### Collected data
※ ※ ※
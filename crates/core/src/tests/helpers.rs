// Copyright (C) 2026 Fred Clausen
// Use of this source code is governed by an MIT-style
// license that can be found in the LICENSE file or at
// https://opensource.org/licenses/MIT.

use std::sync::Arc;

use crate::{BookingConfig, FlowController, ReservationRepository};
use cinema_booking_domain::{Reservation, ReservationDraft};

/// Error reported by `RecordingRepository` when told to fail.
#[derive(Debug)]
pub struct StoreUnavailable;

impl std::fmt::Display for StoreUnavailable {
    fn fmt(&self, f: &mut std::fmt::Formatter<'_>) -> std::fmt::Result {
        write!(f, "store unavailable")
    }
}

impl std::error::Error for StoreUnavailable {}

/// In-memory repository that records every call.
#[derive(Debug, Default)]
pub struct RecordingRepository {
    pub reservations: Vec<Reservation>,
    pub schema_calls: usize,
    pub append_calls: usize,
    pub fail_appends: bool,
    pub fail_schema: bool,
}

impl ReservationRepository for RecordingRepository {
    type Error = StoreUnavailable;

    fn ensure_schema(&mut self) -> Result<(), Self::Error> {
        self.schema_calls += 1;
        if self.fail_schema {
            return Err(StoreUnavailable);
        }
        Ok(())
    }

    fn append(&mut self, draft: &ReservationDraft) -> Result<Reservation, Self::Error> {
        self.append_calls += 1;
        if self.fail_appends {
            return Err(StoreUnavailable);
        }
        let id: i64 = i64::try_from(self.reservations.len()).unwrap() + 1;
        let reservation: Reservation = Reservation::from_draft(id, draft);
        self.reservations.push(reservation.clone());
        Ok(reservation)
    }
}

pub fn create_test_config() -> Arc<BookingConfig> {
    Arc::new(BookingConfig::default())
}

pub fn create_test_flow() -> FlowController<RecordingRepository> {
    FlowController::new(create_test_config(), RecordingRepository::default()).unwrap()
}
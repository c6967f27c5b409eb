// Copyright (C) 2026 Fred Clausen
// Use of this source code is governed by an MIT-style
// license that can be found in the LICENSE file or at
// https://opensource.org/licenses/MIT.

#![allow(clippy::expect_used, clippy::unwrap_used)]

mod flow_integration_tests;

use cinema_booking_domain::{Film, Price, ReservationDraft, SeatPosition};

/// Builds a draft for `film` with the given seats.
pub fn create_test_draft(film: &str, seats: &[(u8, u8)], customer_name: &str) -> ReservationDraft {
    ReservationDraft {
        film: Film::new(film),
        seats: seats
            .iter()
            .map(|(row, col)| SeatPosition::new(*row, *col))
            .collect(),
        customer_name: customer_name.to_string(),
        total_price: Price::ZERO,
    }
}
※ ※ ※
### Aim of the exercise
Copy each line of the entries that includes the word "struct".

### Expected answer
pub struct StoreUnavailable;
pub struct RecordingRepository {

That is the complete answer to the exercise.